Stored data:
◆ ◆ ◆ ◆ ◆ ◆ ◆

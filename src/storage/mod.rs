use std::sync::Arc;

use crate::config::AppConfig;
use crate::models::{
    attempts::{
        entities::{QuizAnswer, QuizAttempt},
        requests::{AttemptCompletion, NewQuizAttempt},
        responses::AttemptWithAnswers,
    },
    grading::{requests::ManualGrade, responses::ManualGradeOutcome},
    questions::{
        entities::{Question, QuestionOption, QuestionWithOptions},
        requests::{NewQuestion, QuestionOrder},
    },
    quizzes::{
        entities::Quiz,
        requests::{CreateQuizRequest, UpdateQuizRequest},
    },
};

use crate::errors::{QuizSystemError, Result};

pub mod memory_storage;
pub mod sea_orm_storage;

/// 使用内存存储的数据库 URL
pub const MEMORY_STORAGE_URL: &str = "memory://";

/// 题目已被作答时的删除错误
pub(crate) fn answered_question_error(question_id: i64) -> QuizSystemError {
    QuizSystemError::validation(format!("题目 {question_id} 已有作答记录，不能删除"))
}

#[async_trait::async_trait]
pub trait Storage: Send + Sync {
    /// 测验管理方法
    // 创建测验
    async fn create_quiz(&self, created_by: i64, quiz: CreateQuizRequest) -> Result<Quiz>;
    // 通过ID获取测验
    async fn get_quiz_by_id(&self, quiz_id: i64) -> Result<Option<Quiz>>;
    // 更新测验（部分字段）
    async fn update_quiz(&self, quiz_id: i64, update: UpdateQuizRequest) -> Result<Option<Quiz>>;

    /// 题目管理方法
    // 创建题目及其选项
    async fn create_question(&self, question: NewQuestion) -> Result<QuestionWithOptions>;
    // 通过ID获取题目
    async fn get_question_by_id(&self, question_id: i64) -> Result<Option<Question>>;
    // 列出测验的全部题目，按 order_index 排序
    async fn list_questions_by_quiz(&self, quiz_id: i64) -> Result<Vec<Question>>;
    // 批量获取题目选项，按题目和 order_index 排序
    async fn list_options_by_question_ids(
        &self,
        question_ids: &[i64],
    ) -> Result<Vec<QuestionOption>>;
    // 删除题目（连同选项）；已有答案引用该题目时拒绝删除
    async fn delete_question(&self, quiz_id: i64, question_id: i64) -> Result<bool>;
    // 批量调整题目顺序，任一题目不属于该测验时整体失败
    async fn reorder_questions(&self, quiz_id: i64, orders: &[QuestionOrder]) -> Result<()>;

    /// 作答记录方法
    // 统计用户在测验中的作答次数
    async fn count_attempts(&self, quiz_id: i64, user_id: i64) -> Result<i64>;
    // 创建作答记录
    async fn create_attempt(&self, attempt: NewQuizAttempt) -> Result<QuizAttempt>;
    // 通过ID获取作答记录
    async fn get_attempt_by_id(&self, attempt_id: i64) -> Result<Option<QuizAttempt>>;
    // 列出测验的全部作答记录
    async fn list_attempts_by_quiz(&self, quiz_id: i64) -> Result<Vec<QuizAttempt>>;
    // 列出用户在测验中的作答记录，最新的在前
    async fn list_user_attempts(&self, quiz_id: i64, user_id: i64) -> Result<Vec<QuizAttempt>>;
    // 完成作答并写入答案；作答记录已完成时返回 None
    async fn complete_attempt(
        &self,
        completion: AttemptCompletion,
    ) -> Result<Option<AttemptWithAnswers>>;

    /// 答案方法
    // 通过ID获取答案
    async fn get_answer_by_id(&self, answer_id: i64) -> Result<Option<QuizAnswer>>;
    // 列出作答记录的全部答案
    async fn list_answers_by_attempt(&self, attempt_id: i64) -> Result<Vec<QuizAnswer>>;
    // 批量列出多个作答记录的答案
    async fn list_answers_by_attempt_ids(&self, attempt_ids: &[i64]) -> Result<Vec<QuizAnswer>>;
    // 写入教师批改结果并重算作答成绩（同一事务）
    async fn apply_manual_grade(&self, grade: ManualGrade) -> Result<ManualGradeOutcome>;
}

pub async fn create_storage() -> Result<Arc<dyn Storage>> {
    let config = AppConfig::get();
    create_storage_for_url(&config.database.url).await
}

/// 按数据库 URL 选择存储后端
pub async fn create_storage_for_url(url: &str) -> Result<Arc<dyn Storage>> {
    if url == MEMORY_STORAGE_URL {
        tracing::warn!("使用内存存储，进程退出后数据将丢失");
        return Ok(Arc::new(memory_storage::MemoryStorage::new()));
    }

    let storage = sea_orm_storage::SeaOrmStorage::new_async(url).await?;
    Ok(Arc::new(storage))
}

◆ ◆ ◆ ◆ ◆ ◆ ◆

• Work item: Extract each record, keeping it identical to the original.

• Response area:
filename src/storage/mod.rs
use std::sync::Arc;

use crate::config::AppConfig;
use crate::models::{
    attempts::{
        entities::{QuizAnswer, QuizAttempt},
        requests::{AttemptCompletion, NewQuizAttempt},
        responses::AttemptWithAnswers,
    },
    grading::{requests::ManualGrade, responses::ManualGradeOutcome},
    questions::{
        entities::{Question, QuestionOption, QuestionWithOptions},
        requests::{NewQuestion, QuestionOrder},
    },
    quizzes::{
        entities::Quiz,
        requests::{CreateQuizRequest, UpdateQuizRequest},
    },
};

use crate::errors::{QuizSystemError, Result};

pub mod memory_storage;
pub mod sea_orm_storage;

/// 使用内存存储的数据库 URL
pub const MEMORY_STORAGE_URL: &str = "memory://";

/// 题目已被作答时的删除错误
pub(crate) fn answered_question_error(question_id: i64) -> QuizSystemError {
    QuizSystemError::validation(format!("题目 {question_id} 已有作答记录，不能删除"))
}

#[async_trait::async_trait]
pub trait Storage: Send + Sync {
    /// 测验管理方法
    // 创建测验
    async fn create_quiz(&self, created_by: i64, quiz: CreateQuizRequest) -> Result<Quiz>;
    // 通过ID获取测验
    async fn get_quiz_by_id(&self, quiz_id: i64) -> Result<Option<Quiz>>;
    // 更新测验（部分字段）
    async fn update_quiz(&self, quiz_id: i64, update: UpdateQuizRequest) -> Result<Option<Quiz>>;

    /// 题目管理方法
    // 创建题目及其选项
    async fn create_question(&self, question: NewQuestion) -> Result<QuestionWithOptions>;
    // 通过ID获取题目
    async fn get_question_by_id(&self, question_id: i64) -> Result<Option<Question>>;
    // 列出测验的全部题目，按 order_index 排序
    async fn list_questions_by_quiz(&self, quiz_id: i64) -> Result<Vec<Question>>;
    // 批量获取题目选项，按题目和 order_index 排序
    async fn list_options_by_question_ids(
        &self,
        question_ids: &[i64],
    ) -> Result<Vec<QuestionOption>>;
    // 删除题目（连同选项）；已有答案引用该题目时拒绝删除
    async fn delete_question(&self, quiz_id: i64, question_id: i64) -> Result<bool>;
    // 批量调整题目顺序，任一题目不属于该测验时整体失败
    async fn reorder_questions(&self, quiz_id: i64, orders: &[QuestionOrder]) -> Result<()>;

    /// 作答记录方法
    // 统计用户在测验中的作答次数
    async fn count_attempts(&self, quiz_id: i64, user_id: i64) -> Result<i64>;
    // 创建作答记录
    async fn create_attempt(&self, attempt: NewQuizAttempt) -> Result<QuizAttempt>;
    // 通过ID获取作答记录
    async fn get_attempt_by_id(&self, attempt_id: i64) -> Result<Option<QuizAttempt>>;
    // 列出测验的全部作答记录
    async fn list_attempts_by_quiz(&self, quiz_id: i64) -> Result<Vec<QuizAttempt>>;
    // 列出用户在测验中的作答记录，最新的在前
    async fn list_user_attempts(&self, quiz_id: i64, user_id: i64) -> Result<Vec<QuizAttempt>>;
    // 完成作答并写入答案；作答记录已完成时返回 None
    async fn complete_attempt(
        &self,
        completion: AttemptCompletion,
    ) -> Result<Option<AttemptWithAnswers>>;

    /// 答案方法
    // 通过ID获取答案
    async fn get_answer_by_id(&self, answer_id: i64) -> Result<Option<QuizAnswer>>;
    // 列出作答记录的全部答案
    async fn list_answers_by_attempt(&self, attempt_id: i64) -> Result<Vec<QuizAnswer>>;
    // 批量列出多个作答记录的答案
    async fn list_answers_by_attempt_ids(&self, attempt_ids: &[i64]) -> Result<Vec<QuizAnswer>>;
    // 写入教师批改结果并重算作答成绩（同一事务）
    async fn apply_manual_grade(&self, grade: ManualGrade) -> Result<ManualGradeOutcome>;
}

pub async fn create_storage() -> Result<Arc<dyn Storage>> {
    let config = AppConfig::get();
    create_storage_for_url(&config.database.url).await
}

/// 按数据库 URL 选择存储后端
pub async fn create_storage_for_url(url: &str) -> Result<Arc<dyn Storage>> {
    if url == MEMORY_STORAGE_URL {
        tracing::warn!("使用内存存储，进程退出后数据将丢失");
        return Ok(Arc::new(memory_storage::MemoryStorage::new()));
    }

    let storage = sea_orm_storage::SeaOrmStorage::new_async(url).await?;
    Ok(Arc::new(storage))
}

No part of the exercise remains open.